И оборачивается к лесу, пока меня окунает с головой в смущение. Щеки горят, и я кусаю губы, чтобы стереть и забыть новое прикосновение, чтобы суметь так же спокойно, как он, посмотреть в другую сторону и выкинуть из головы новый поцелуй, словно его и не было.

И не могу.

— Всегда так будешь, — спрашиваю широкую спину, — тепло забирать?

В ответ раздается негромкий смех.

— Плащ дома забыл. — И оборачивается ко мне, долго рассматривает, отчего я уже совсем не своя. Вспоминаю, что когда в прошлый раз едва избу не спалила, он меня в плащ укутал и держал крепко, но то было до первого поцелуя.

Еще смотрит какое-то время и говорит:

— Ты против? Тогда запрети. Скажешь нет, и не трону.

Надо нет поцелуям сказать? Стало быть, я после прошлого раза их разрешила? Зарделась мигом, потому что ощутила себя как тот кусочек пирога со сладкой начинкой, последним на широком блюде оставленный. В крепости, полной снежных магов, я им и была, и каждый присматривался и хотел цапнуть, потому что столько тепла, сколько от чуждой магии, неоткуда было среди снега взять. А может, и не каждый мог.

Вот Он умел. Легко, играючи каждый раз обуздывал мою стихию, с которой я никак пока не справлялась. От снежного колдовского плаща не горели тогда щеки, а сила успокаивалась неохотно. От прикосновений губ я совсем терялась и, несмотря на ночь, проведенную с немилым, с противным мне купцом, после которой, казалось, все возможно принять, не смогла растерять этот стыд и смущение. Когда так смотрел, когда так близко стоял и прямо спрашивал, а разрешу ли снова. И в голове насмехался мой внутренний голос: «Ночь обещала, а сама…»

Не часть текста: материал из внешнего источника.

//! 缓存抽象与基于 HashMap 的实现

use std::collections::HashMap;
use std::sync::Arc;

use chimera_aop::{Throwable, Value};
use once_cell::sync::OnceCell;
use parking_lot::{Mutex, RwLock};

use crate::error::{CacheError, CacheResult};
use crate::key::CacheKey;

/// 加载缓存值的回调
pub type ValueLoader<'a> = dyn FnMut() -> Result<Value, Throwable> + 'a;

/// 缓存
///
/// `get` 返回 `Some(Value::Null)` 表示缓存了 null，`None` 表示未命中
pub trait Cache: Send + Sync {
    fn name(&self) -> &str;

    fn get(&self, key: &Value) -> CacheResult<Option<Value>>;

    /// 原子地读取或加载
    ///
    /// 同一个键同时只有一个加载在执行，其余调用等待并读取它的结果。
    /// 加载失败时不写入缓存，错误原样返回。
    fn get_or_load(&self, key: &Value, loader: &mut ValueLoader<'_>) -> Result<Value, Throwable>;

    fn put(&self, key: &Value, value: Value) -> CacheResult<()>;

    fn evict(&self, key: &Value) -> CacheResult<()>;

    fn clear(&self) -> CacheResult<()>;
}

/// 基于 HashMap 的缓存
pub struct ConcurrentMapCache {
    name: String,
    store: RwLock<HashMap<CacheKey, Value>>,
    loading: Mutex<HashMap<CacheKey, Arc<OnceCell<Value>>>>,
    allow_null_values: bool,
}

impl ConcurrentMapCache {
    pub fn new(name: impl Into<String>) -> Self {
        Self::with_null_values(name, true)
    }

    pub fn with_null_values(name: impl Into<String>, allow_null_values: bool) -> Self {
        Self {
            name: name.into(),
            store: RwLock::new(HashMap::new()),
            loading: Mutex::new(HashMap::new()),
            allow_null_values,
        }
    }

    pub fn is_allow_null_values(&self) -> bool {
        self.allow_null_values
    }

    pub fn len(&self) -> usize {
        self.store.read().len()
    }

    pub fn is_empty(&self) -> bool {
        self.store.read().is_empty()
    }

    fn check_value(&self, value: &Value) -> CacheResult<()> {
        if value.is_null() && !self.allow_null_values {
            return Err(CacheError::NullValueNotAllowed(self.name.clone()));
        }
        Ok(())
    }

    fn load(&self, key: &CacheKey, loader: &mut ValueLoader<'_>) -> Result<Value, Throwable> {
        if let Some(value) = self.store.read().get(key) {
            return Ok(value.clone());
        }
        let value = loader()?;
        self.check_value(&value)?;
        self.store.write().insert(key.clone(), value.clone());
        Ok(value)
    }
}

impl Cache for ConcurrentMapCache {
    fn name(&self) -> &str {
        &self.name
    }

    fn get(&self, key: &Value) -> CacheResult<Option<Value>> {
        Ok(self.store.read().get(&CacheKey::from(key)).cloned())
    }

    fn get_or_load(&self, key: &Value, loader: &mut ValueLoader<'_>) -> Result<Value, Throwable> {
        let key = CacheKey::from(key);
        if let Some(value) = self.store.read().get(&key) {
            return Ok(value.clone());
        }

        let cell = Arc::clone(
            self.loading
                .lock()
                .entry(key.clone())
                .or_insert_with(|| Arc::new(OnceCell::new())),
        );
        let result = cell.get_or_try_init(|| self.load(&key, loader)).cloned();

        let mut loading = self.loading.lock();
        if loading
            .get(&key)
            .is_some_and(|current| Arc::ptr_eq(current, &cell))
        {
            loading.remove(&key);
        }
        result
    }

    fn put(&self, key: &Value, value: Value) -> CacheResult<()> {
        self.check_value(&value)?;
        self.store.write().insert(CacheKey::from(key), value);
        Ok(())
    }

    fn evict(&self, key: &Value) -> CacheResult<()> {
        self.store.write().remove(&CacheKey::from(key));
        Ok(())
    }

    fn clear(&self) -> CacheResult<()> {
        self.store.write().clear();
        Ok(())
    }
}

Труднее всего с собой откровенной быть и признавать — иным способом нравилось больше, чем если снежной магией огненные всплески гасить. Когда забирал себе часть быстро, без боли и так, что после истомой все тело покалывало.

— Неприятно? — чуть прищурился, пряча смешливые искры в глазах.

Потешается.

Из-за истомы предательской гнулось тело податливо, как гибкая лоза, клонилось навстречу, всецело послушное его рукам, а губы раскрывались без стона протеста, ловя, смешивая жар нашего дыхания. И отвечали, стремясь заново испытать, как можно иначе воспринять поцелуй. Не с усилием сжимая зубы и зажмуриваясь, отдаваясь действию дурманящего напитка, чтобы после не помнить, а ловить сперва легкое, а после более настойчивое касание, и в коротком слиянии пройти все круги чувств от головокружения до неутолимого настойчивого стеснения в груди и пугающей жажды большего.